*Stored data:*
---+---
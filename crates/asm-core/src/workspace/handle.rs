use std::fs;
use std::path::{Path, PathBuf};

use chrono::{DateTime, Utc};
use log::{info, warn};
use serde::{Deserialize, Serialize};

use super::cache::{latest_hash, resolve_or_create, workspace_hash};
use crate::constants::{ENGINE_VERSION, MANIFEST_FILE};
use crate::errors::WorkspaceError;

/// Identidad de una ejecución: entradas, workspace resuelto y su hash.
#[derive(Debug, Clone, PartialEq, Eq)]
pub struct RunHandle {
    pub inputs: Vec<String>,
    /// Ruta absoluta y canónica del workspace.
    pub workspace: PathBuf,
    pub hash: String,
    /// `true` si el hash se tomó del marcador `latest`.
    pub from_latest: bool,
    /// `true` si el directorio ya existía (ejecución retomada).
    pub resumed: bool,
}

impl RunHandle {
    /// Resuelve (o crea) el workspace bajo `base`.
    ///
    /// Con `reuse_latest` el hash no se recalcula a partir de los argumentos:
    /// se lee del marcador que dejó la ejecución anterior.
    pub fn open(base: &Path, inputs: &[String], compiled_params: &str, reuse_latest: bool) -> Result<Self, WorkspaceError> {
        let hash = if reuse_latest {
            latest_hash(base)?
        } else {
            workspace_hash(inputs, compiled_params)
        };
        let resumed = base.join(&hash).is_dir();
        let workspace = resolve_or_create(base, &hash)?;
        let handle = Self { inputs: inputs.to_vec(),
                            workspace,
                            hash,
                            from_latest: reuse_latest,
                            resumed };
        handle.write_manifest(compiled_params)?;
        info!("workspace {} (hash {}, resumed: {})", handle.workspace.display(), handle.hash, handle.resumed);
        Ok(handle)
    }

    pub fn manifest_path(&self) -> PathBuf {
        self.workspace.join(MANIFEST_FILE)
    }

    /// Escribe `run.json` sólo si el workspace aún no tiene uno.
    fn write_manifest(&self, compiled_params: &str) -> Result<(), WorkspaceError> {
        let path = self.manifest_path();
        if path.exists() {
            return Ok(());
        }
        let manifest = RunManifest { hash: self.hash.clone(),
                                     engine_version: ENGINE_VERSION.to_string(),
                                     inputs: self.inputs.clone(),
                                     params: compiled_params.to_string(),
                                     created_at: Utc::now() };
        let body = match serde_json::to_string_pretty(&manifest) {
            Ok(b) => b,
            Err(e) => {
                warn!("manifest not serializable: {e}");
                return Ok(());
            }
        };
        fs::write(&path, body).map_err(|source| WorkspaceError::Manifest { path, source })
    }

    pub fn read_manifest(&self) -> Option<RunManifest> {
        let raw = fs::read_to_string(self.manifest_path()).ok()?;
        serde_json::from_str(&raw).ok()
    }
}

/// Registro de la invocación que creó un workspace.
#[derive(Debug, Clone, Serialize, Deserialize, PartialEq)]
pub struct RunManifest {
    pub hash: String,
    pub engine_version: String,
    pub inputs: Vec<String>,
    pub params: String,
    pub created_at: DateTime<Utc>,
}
---+---
*Problem description:*
Across all the records above, find each line with "RunManifest" in it and copy it.

*Response:*
        let manifest = RunManifest { hash: self.hash.clone(),
    pub fn read_manifest(&self) -> Option<RunManifest> {
pub struct RunManifest {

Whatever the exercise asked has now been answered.